Savoldelli ha svolto appieno il proprio dovere, a tal punto da meritarsi una conferma sulla parola per il prossimo anno. Ma intanto, in casa Astana, negli ultimi mesi si è scatenata la bufera: prima Matthias Kessler positivo, poi la riemersione del caso Mazzoleni, accusato di essere coinvolto nella Oil for Drug del dottor Santuccione; quindi l’incredibile caso di positività di Alexandre Vinokourov, pizzicato durante il Tour e cacciato per trasfusione di sangue. Infine, per ultimo, ancora un caso di doping con Andrei Kashechkin, che faceva seguito alla cacciata dal Tour dell’intera squadra.
Savoldelli, qual è lo stato d’animo di uno come lei che non ha mai avuto problemi con il doping in tanti anni di professionismo?
«Sono smarrito, non so più che cosa pensare.

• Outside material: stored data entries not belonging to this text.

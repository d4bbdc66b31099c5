use thiserror::Error;

/// Errors produced by the extractor and its components.
#[derive(Error, Debug)]
pub enum ExtractError {
    /// Low-level HTTP transport failure (connection refused, timeout, etc.).
    #[error("HTTP request failed: {0}")]
    Request(#[from] reqwest::Error),

    /// JSON parsing failed at the serde level.
    #[error("JSON parsing failed: {0}")]
    Json(#[from] serde_json::Error),

    /// The model provider returned a non-success status code.
    #[error("model call failed with HTTP {status}: {body}")]
    ModelCall {
        /// HTTP status code (e.g. 429, 500, 503).
        status: u16,
        /// Response body text.
        body: String,
    },

    /// An item's content kind is not one the processor was configured to accept.
    #[error("processor '{processor}' does not accept content kind '{kind}'")]
    UnsupportedContent { processor: String, kind: String },

    /// Processing was cancelled via the cancellation flag.
    #[error("processing was cancelled")]
    Cancelled,

    /// Invalid configuration detected at construction time.
    #[error("invalid configuration: {0}")]
    InvalidConfig(String),

    /// The item source failed while pulling the next item.
    #[error("item source failed: {0}")]
    Source(String),

    /// Catch-all for other errors.
    #[error("{0}")]
    Other(String),
}

impl From<anyhow::Error> for ExtractError {
    fn from(err: anyhow::Error) -> Self {
        ExtractError::Other(err.to_string())
    }
}

pub type Result<T> = std::result::Result<T, ExtractError>;
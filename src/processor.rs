//! Auto-processor: the per-task composition of schema, mapper table,
//! normalizer, and structural mapper.
//!
//! An [`AutoProcessor`] is built once per named extraction task and shared
//! read-only across concurrent workers. One invocation runs the full
//! pipeline: render the prompt (with the schema example embedded), call
//! the model backend exactly once, normalize the answer, structurally map
//! it into the declared record type, optionally substitute the full
//! default record on structural rejection, and merge any debug trail.
//!
//! Parse failures and structural mismatches are recovered locally and never
//! surface as errors; an unsupported content kind or a failed model call
//! does.

use serde::Serialize;
use serde_json::{Map, Value};
use std::collections::HashMap;
use std::marker::PhantomData;
use std::sync::Arc;

use crate::backend::{ModelConfig, ModelRequest};
use crate::batch::WorkItem;
use crate::diagnostics::ExtractDiagnostics;
use crate::error::{ExtractError, Result};
use crate::events::{emit, Event};
use crate::exec_ctx::ExecCtx;
use crate::mapper::{MapperTable, Transform};
use crate::normalize::{normalize, RawResponse};
use crate::prompt;
use crate::schema::{Record, Schema, PROCESSOR_TYPE_FIELD};
use crate::structmap;

/// Debug trail for one extraction: the prompt sent, the raw answer, and
/// the model that produced it.
#[derive(Debug, Clone, Serialize)]
pub struct DebugPayload {
    /// The rendered prompt text.
    pub prompt: String,
    /// The raw response text.
    pub raw_response: String,
    /// Model identifier.
    pub model: String,
}

/// The final payload of one extraction: either the typed record, or a
/// key/value mapping (the fallback mapping, or a debug-merged record).
///
/// Debug data is never injected into the typed record itself; a typed
/// record has no slot for arbitrary debug entries, so a debug-carrying
/// result is returned as a mapping with the record's fields copied in.
#[derive(Debug, Clone)]
pub enum ExtractPayload<T> {
    /// The populated typed record.
    Record(T),
    /// A key/value mapping.
    Mapping(Map<String, Value>),
}

impl<T: Record> ExtractPayload<T> {
    /// The typed record, if this payload holds one.
    pub fn as_record(&self) -> Option<&T> {
        match self {
            ExtractPayload::Record(r) => Some(r),
            ExtractPayload::Mapping(_) => None,
        }
    }

    /// Consume the payload, returning the typed record if present.
    pub fn into_record(self) -> Option<T> {
        match self {
            ExtractPayload::Record(r) => Some(r),
            ExtractPayload::Mapping(_) => None,
        }
    }

    /// The mapping, if this payload holds one.
    pub fn as_mapping(&self) -> Option<&Map<String, Value>> {
        match self {
            ExtractPayload::Record(_) => None,
            ExtractPayload::Mapping(m) => Some(m),
        }
    }

    /// Render the payload as a JSON value.
    pub fn to_value(&self) -> Value {
        match self {
            ExtractPayload::Record(r) => serde_json::to_value(r).unwrap_or(Value::Null),
            ExtractPayload::Mapping(m) => Value::Object(m.clone()),
        }
    }
}

/// Output from one processor invocation.
#[derive(Debug, Clone)]
pub struct ProcessorOutput<T> {
    /// The final payload (record or mapping).
    pub payload: ExtractPayload<T>,
    /// Raw response text from the model (before any cleanup).
    pub raw_response: String,
    /// Model that produced this output, when known.
    pub model: Option<String>,
    /// What happened during normalization and mapping.
    pub diagnostics: ExtractDiagnostics,
}

/// A named extraction task: schema-driven normalization and structural
/// mapping over one record type.
///
/// # Example
///
/// ```no_run
/// use llm_extract::{AutoProcessor, ExecCtx};
/// use llm_extract::schema::{FieldSpec, Record, Schema};
/// use serde::{Deserialize, Serialize};
/// use serde_json::json;
///
/// #[derive(Debug, Clone, Serialize, Deserialize)]
/// struct Sentiment {
///     sentiment: String,
///     score: f64,
///     keywords: Vec<String>,
///     processor_type: String,
/// }
///
/// impl Record for Sentiment {
///     fn schema() -> Schema {
///         Schema::new()
///             .field(FieldSpec::string("sentiment").with_default(json!("unknown")))
///             .field(FieldSpec::float("score"))
///             .field(FieldSpec::string_array("keywords"))
///             .field(FieldSpec::processor_type())
///     }
/// }
///
/// # #[tokio::main]
/// # async fn main() -> Result<(), Box<dyn std::error::Error>> {
/// let processor = AutoProcessor::<Sentiment>::builder("sentiment")
///     .prompt("Classify the sentiment of: {input}")
///     .build()?;
///
/// let ctx = ExecCtx::builder("http://localhost:11434").build();
/// let output = processor.process_text(&ctx, "Great product, fast shipping").await?;
/// # Ok(())
/// # }
/// ```
pub struct AutoProcessor<T: Record> {
    name: String,
    schema: Schema,
    table: MapperTable,
    prompt_template: String,
    system_template: Option<String>,
    config: ModelConfig,
    accepted_kinds: Vec<String>,
    validate_structure: bool,
    _record: PhantomData<fn() -> T>,
}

Il morale è molto in basso».
Voglia di smettere?
«Il ciclismo è la mia vita. Per questo avevo già sottoscritto un’intesa con Marc Biver (il team manager Astana, ndr) per correre un altro anno con il team kazako. Ora non so più, ora non ho più certezze».
Cos’è a darle più fastidio?
«Il fatto che il ciclismo non sia più credibile per colpa di coloro che hanno barato. Il prossimo anno, quando qualcuno andrà in fuga con due minuti su tutti gli altri, la gente si chiederà: “chissà che cosa ha preso”. E questo mi fa molto male».
Cosa ha pensato quando si è saputo che Vinokourov...
«Vino è un duro, un uomo di carattere.
Aveva sofferto come un cane dopo la caduta. Avrei giurato su di lui, ho pensato a lungo che fosse rimasto vittima di qualcosa di strano. Poi sono arrivate le controanalisi...».
E adesso la positività di Kashechkin...
«Sono smarrito, lo ripeto. Anche se non leggo volutamente i giornali per non stressarmi».
Lei era d’accordo con la decisione di lasciare il Tour come squadra?
«No, quando fai sacrifici per quindici giorni è giusto che tu possa finirlo, il Tour. Specialmente se non hai responsabilità su ciò che è successo ad altri tuoi compagni».
Peggio ancora è andata a Rasmussen, non crede?
«Quello è un caso assurdo. Mandare a casa una maglia gialla senza una positività non ha senso. O il danese non doveva partire o era giusto che restasse sino a Parigi. C’è qualcosa che non va tra le varie componenti del ciclismo».
Quello attuale è ancora il suo ciclismo?
«L’ambiente mi piace poco, ma io sono fatto in un modo particolare, me ne sto in disparte e in cambio offro la massima professionalità ».
Che tipo è Marc Biver?
«Una persona che mi piace molto: rigoroso, esigente e pulito. Credo che abbia sofferto molto per i recenti casi di positività. A me piacerebbe continuare con lui, ma dopo tutto quello che è accaduto non so quali siano le intenzioni dell’Astana».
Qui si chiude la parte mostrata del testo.